What's the difference between emptyDir, hostPath, and a persistent volume-backed volume?
Quick Answer
`emptyDir` is empty, node-local, ephemeral scratch space created fresh when a Pod starts and permanently deleted when the Pod is removed — useful for temporary data or sharing files between containers in the same Pod, never for anything that must survive. `hostPath` mounts a specific path from the underlying node's own filesystem directly into the Pod — powerful but tightly (and often problematically) coupled to whichever specific node the Pod happens to land on. A PersistentVolumeClaim-backed volume is genuinely durable, independent of any specific node or Pod's lifecycle, backed by real persistent storage (a cloud disk, network share) that survives Pod deletion and rescheduling.
Detailed Answer
emptyDir — ephemeral, Pod-scoped scratch space
volumes:
- name: scratch-space
emptyDir: {}
Created empty when the Pod starts, exists only as long as the Pod does on that node, and is permanently deleted the moment the Pod itself is deleted — a container within the Pod restarting does not lose an emptyDir's contents (it survives individual container restarts, just not Pod deletion). Good for: a temporary cache, scratch space for a batch computation, or as the shared medium between a main container and a sidecar/init container within the same Pod (see the sidecar and init container questions). Can optionally be backed by RAM (emptyDir: {medium: Memory}) for even faster, tmpfs-based scratch space, at the cost of counting against the Pod's memory usage.

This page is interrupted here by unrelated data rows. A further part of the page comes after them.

//! Browser lifecycle management using Chrome DevTools Protocol

use crate::error::{cdp, FlowError, Result};
use flowpilot_core::BrowserSettings;
use headless_chrome::protocol::cdp::Network;
use headless_chrome::{Browser, LaunchOptions, Tab};
use serde::de::DeserializeOwned;
use serde::Deserialize;
use std::sync::Arc;
use std::time::{Duration, Instant};
use tracing::{debug, info, instrument, warn};

/// Configuration for browser launch
#[derive(Debug, Clone)]
pub struct BrowserConfig {
    /// Run in headless mode
    pub headless: bool,
    /// Browser window width
    pub window_width: u32,
    /// Browser window height
    pub window_height: u32,
    /// DevTools port of an already running Chrome
    pub debug_port: u16,
}

impl Default for BrowserConfig {
    fn default() -> Self {
        Self {
            headless: false,
            window_width: 1440,
            window_height: 900,
            debug_port: 9222,
        }
    }
}

impl From<&BrowserSettings> for BrowserConfig {
    fn from(settings: &BrowserSettings) -> Self {
        Self {
            headless: settings.headless,
            window_width: settings.window_width,
            window_height: settings.window_height,
            debug_port: settings.debug_port,
        }
    }
}

/// Response of Chrome's `/json/version` endpoint
#[derive(Debug, Deserialize)]
struct VersionInfo {
    #[serde(rename = "webSocketDebuggerUrl")]
    web_socket_debugger_url: String,
}

/// Which tab of an existing browser to drive
#[derive(Debug, Clone, Copy, PartialEq, Eq)]
pub enum TabChoice {
    Existing(usize),
    New,
}

/// Prefer a tab already on Flow, then a blank tab, then a new one
pub fn choose_tab(tab_urls: &[String], flow_url: &str) -> TabChoice {
    let marker = url_marker(flow_url);
    if let Some(i) = tab_urls.iter().position(|u| u.contains(marker)) {
        return TabChoice::Existing(i);
    }
    if let Some(i) = tab_urls
        .iter()
        .position(|u| u == "about:blank" || u == "chrome://newtab/")
    {
        return TabChoice::Existing(i);
    }
    TabChoice::New
}

/// Host and path of a URL, without scheme or trailing slash
fn url_marker(url: &str) -> &str {
    let stripped = url
        .strip_prefix("https://")
        .or_else(|| url.strip_prefix("http://"))
        .unwrap_or(url);
    stripped.trim_end_matches('/')
}

/// Active browser session with Chrome DevTools Protocol
pub struct BrowserSession {
    /// Underlying browser instance (kept alive for tab lifetime)
    #[allow(dead_code)]
    browser: Browser,
    /// Current active tab
    tab: Arc<Tab>,
}

impl BrowserSession {
    /// Launch a new browser instance
    pub async fn launch(config: &BrowserConfig) -> Result<Self> {
        info!(
            "Launching browser (headless: {}, size: {}x{})",
            config.headless, config.window_width, config.window_height
        );

        let launch_options = LaunchOptions::default_builder()
            .headless(config.headless)
            .window_size(Some((config.window_width, config.window_height)))
            .idle_browser_timeout(Duration::from_secs(3600))
            .build()
            .map_err(cdp("Failed to launch browser"))?;

        let browser = Browser::new(launch_options).map_err(cdp("Failed to launch browser"))?;
        let tab = browser.new_tab().map_err(cdp("Failed to create tab"))?;

        info!("Browser launched successfully");
        Ok(Self { browser, tab })
    }

    /// Connect to a running Chrome started with `--remote-debugging-port`
    ///
    /// Reuses a tab that already shows `flow_url` so an existing login and
    /// project stay in place.
    pub async fn connect(port: u16, flow_url: &str) -> Result<Self> {
        info!("Connecting to existing browser on port {}", port);

        let endpoint = format!("http://127.0.0.1:{}/json/version", port);
        let version: VersionInfo = reqwest::get(&endpoint)
            .await
            .map_err(cdp("Failed to reach DevTools endpoint"))?
            .json()
            .await
            .map_err(cdp("Unexpected DevTools version response"))?;
        debug!("DevTools WebSocket: {}", version.web_socket_debugger_url);

        let browser = Browser::connect(version.web_socket_debugger_url)
            .map_err(cdp("Failed to connect to browser"))?;

        let existing = {
            let tabs = browser
                .get_tabs()
                .lock()
                .map_err(|_| FlowError::Browser("Tab list lock poisoned".to_string()))?;
            let urls: Vec<String> = tabs.iter().map(|t| t.get_url()).collect();
            match choose_tab(&urls, flow_url) {
                TabChoice::Existing(i) => tabs.get(i).cloned(),
                TabChoice::New => None,
            }
        };

        let tab = match existing {
            Some(tab) => {
                info!("Reusing tab at {}", tab.get_url());
                tab
            }
            None => browser.new_tab().map_err(cdp("Failed to create tab"))?,
        };
        tab.activate().map_err(cdp("Failed to activate tab"))?;

        info!("Connected to browser successfully");
        Ok(Self { browser, tab })
    }

    /// Launch or connect, as configured
    pub async fn open(settings: &BrowserSettings, flow_url: &str) -> Result<Self> {
        if settings.launch {
            Self::launch(&BrowserConfig::from(settings)).await
        } else {
            Self::connect(settings.debug_port, flow_url).await
        }
    }

    /// Navigate to a URL
    #[instrument(skip(self))]
    pub async fn navigate(&self, url: &str) -> Result<()> {
        self.tab
            .navigate_to(url)
            .map_err(|e| FlowError::Browser(format!("Failed to navigate to {}: {}", url, e)))?;

        self.tab
            .wait_until_navigated()
            .map_err(|e| FlowError::Browser(format!("Navigation timeout for {}: {}", url, e)))?;

        info!("Navigated to {}", url);
        Ok(())
    }

    /// Execute JavaScript in the page context
    pub async fn evaluate_script(&self, script: &str) -> Result<serde_json::Value> {
        let result = self
            .tab
            .evaluate(script, false)
            .map_err(cdp("JavaScript evaluation failed"))?;

        Ok(result.value.unwrap_or(serde_json::Value::Null))
    }

    /// Evaluate a script that returns `JSON.stringify(..)` and decode it
    pub async fn evaluate_json<T: DeserializeOwned>(&self, script: &str) -> Result<T> {
        match self.evaluate_script(script).await? {
            serde_json::Value::String(json) => Ok(serde_json::from_str(&json)?),
            other => Ok(serde_json::from_value(other)?),
        }
    }

    /// Poll the URL until it contains `fragment`
    pub async fn wait_for_url_containing(&self, fragment: &str, timeout: Duration) -> Result<String> {
        let start = Instant::now();
        loop {
            let url = self.tab.get_url();
            if url.contains(fragment) {
                return Ok(url);
            }
            if start.elapsed() >= timeout {
                return Err(FlowError::WaitTimeout {
                    what: format!("URL containing '{}'", fragment),
                    waited: timeout,
                });
            }
            tokio::time::sleep(Duration::from_millis(250)).await;
        }
    }

    /// Wait until the document is loaded and no new resources arrive for ~1s
    ///
    /// Gives up quietly after `timeout`; a page that keeps streaming is still
    /// usable.
    pub async fn wait_for_quiescence(&self, timeout: Duration) -> Result<()> {
        const SCRIPT: &str = "JSON.stringify([document.readyState, performance.getEntriesByType('resource').length])";

        let start = Instant::now();
        let mut last_count: Option<u64> = None;
        let mut quiet_polls = 0u32;

        while start.elapsed() < timeout {
            let (state, count): (String, u64) = self.evaluate_json(SCRIPT).await?;
            if state == "complete" && last_count == Some(count) {
                quiet_polls += 1;
                if quiet_polls >= 2 {
                    debug!("Page quiet after {:?}", start.elapsed());
                    return Ok(());
                }
            } else {
                quiet_polls = 0;
            }
            last_count = Some(count);
            tokio::time::sleep(Duration::from_millis(500)).await;
        }

        warn!("Page still busy after {:?}, continuing", timeout);
        Ok(())
    }

    /// Clear the HTTP cache and local/session storage, keeping cookies
    pub async fn clear_cache_and_storage(&self) -> Result<()> {
        self.tab
            .call_method(Network::ClearBrowserCache(None))
            .map_err(cdp("Failed to clear browser cache"))?;
        self.evaluate_script("try { localStorage.clear(); sessionStorage.clear(); } catch (e) {}")
            .await?;
        Ok(())
    }

    /// Reload bypassing the cache
    pub async fn hard_reload(&self) -> Result<()> {
        self.tab
            .reload(true, None)
            .map_err(cdp("Failed to reload"))?;
        self.tab
            .wait_until_navigated()
            .map_err(cdp("Reload did not finish"))?;
        Ok(())
    }

    /// Click the element matching a CSS selector with real pointer events
    pub async fn click_selector(&self, selector: &str) -> Result<()> {
        self.tab
            .find_element(selector)
            .map_err(|_| FlowError::ElementNotFound {
                selector: selector.to_string(),
            })?
            .click()
            .map_err(cdp("Click failed"))?;
        Ok(())
    }

    /// Type text as keyboard input into the focused element
    pub async fn type_text(&self, text: &str) -> Result<()> {
        self.tab.type_str(text).map_err(cdp("Typing failed"))?;
        Ok(())
    }

    pub async fn press_key(&self, key: &str) -> Result<()> {
        self.tab.press_key(key).map_err(cdp("Key press failed"))?;
        Ok(())
    }

    /// Get reference to the active tab
    pub fn tab(&self) -> &Arc<Tab> {
        &self.tab
    }
}

impl Drop for BrowserSession {
    fn drop(&mut self) {
        debug!("BrowserSession dropped");
    }
}

#[cfg(test)]
mod tests {
    use super::*;

    fn urls(list: &[&str]) -> Vec<String> {
        list.iter().map(|s| s.to_string()).collect()
    }

    const FLOW: &str = "https://labs.google/fx/tools/flow";

    #[test]
    fn test_default_config() {
        let config = BrowserConfig::default();
        assert!(!config.headless);
        assert_eq!(config.window_width, 1440);
        assert_eq!(config.window_height, 900);
        assert_eq!(config.debug_port, 9222);
    }

    #[test]
    fn test_config_from_settings() {
        let settings = BrowserSettings {
            headless: true,
            debug_port: 9333,
            ..BrowserSettings::default()
        };
        let config = BrowserConfig::from(&settings);
        assert!(config.headless);
        assert_eq!(config.debug_port, 9333);
    }

    #[test]
    fn test_choose_tab_prefers_flow() {
        let tabs = urls(&[
            "about:blank",
            "https://mail.example.com/",
            "https://labs.google/fx/tools/flow/project/abc",
        ]);
        assert_eq!(choose_tab(&tabs, FLOW), TabChoice::Existing(2));
    }

    #[test]
    fn test_choose_tab_falls_back_to_blank() {
        let tabs = urls(&["https://mail.example.com/", "chrome://newtab/"]);
        assert_eq!(choose_tab(&tabs, FLOW), TabChoice::Existing(1));
    }

    #[test]
    fn test_choose_tab_new() {
        let tabs = urls(&["https://mail.example.com/"]);
        assert_eq!(choose_tab(&tabs, FLOW), TabChoice::New);
        assert_eq!(choose_tab(&[], FLOW), TabChoice::New);
    }

    #[test]
    fn test_url_marker() {
        assert_eq!(url_marker("https://labs.google/fx/tools/flow/"), "labs.google/fx/tools/flow");
        assert_eq!(url_marker("http://localhost:3000"), "localhost:3000");
        assert_eq!(url_marker("labs.google"), "labs.google");
    }

    #[test]
    fn test_version_info_parse() {
        let body = r#"{"Browser":"Chrome/120","webSocketDebuggerUrl":"ws://127.0.0.1:9222/devtools/browser/x"}"#;
        let info: VersionInfo = serde_json::from_str(body).unwrap();
        assert!(info.web_socket_debugger_url.starts_with("ws://"));
    }
}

hostPath — a specific node's own filesystem, mounted in
volumes:
- name: node-logs
hostPath:
path: /var/log/containers
type: Directory
Mounts an actual path from the specific node the Pod happens to be scheduled onto — powerful (direct access to node-level resources, useful for certain infrastructure DaemonSets that genuinely need to read/write the host's own filesystem, like a log collector reading /var/log), but comes with real caveats: the data is tied to that one specific node, not portable if the Pod is rescheduled elsewhere; different nodes might have different content/permissions at that path; and it's a meaningful security risk if used carelessly, since it gives a Pod direct access to the underlying host's filesystem, potentially including sensitive host-level files — most clusters restrict hostPath usage via Pod Security Admission policies (see the security topic) specifically because of this risk.
PersistentVolumeClaim-backed volume — genuinely durable, node-independent storage
volumes:
- name: data
persistentVolumeClaim:
claimName: my-pvc
Backed by real persistent storage (a cloud block volume, an NFS share) that exists independently of any specific node or Pod — if the Pod is deleted and recreated (even on a completely different node, assuming the storage backend/access mode supports it), it reattaches to the same underlying data. This is the only one of the three that provides genuine durability across Pod rescheduling, which is why it's the correct choice for anything that must survive beyond a single Pod's lifetime (databases, uploaded files, any real application data).
Side-by-side summary
| emptyDir | hostPath | PVC-backed | |
|---|---|---|---|
| Survives container restart (same Pod) | Yes | Yes | Yes |
| Survives Pod deletion | No | Yes, but tied to that node | Yes, node-independent |
| Tied to a specific node | No (doesn't matter, since it's deleted with the Pod anyway) | Yes | No (typically — depends on the storage backend/access mode) |
| Typical use | Scratch space, inter-container sharing within a Pod | Node-level infrastructure access (logs, host metrics) | Real application/database data |
Default to a PVC-backed volume for anything that must actually persist; use emptyDir for genuinely temporary, disposable data; and treat hostPath as a specialized tool reserved for infrastructure-level DaemonSets that have a real, deliberate need to access the host filesystem — not a general-purpose storage option for application workloads.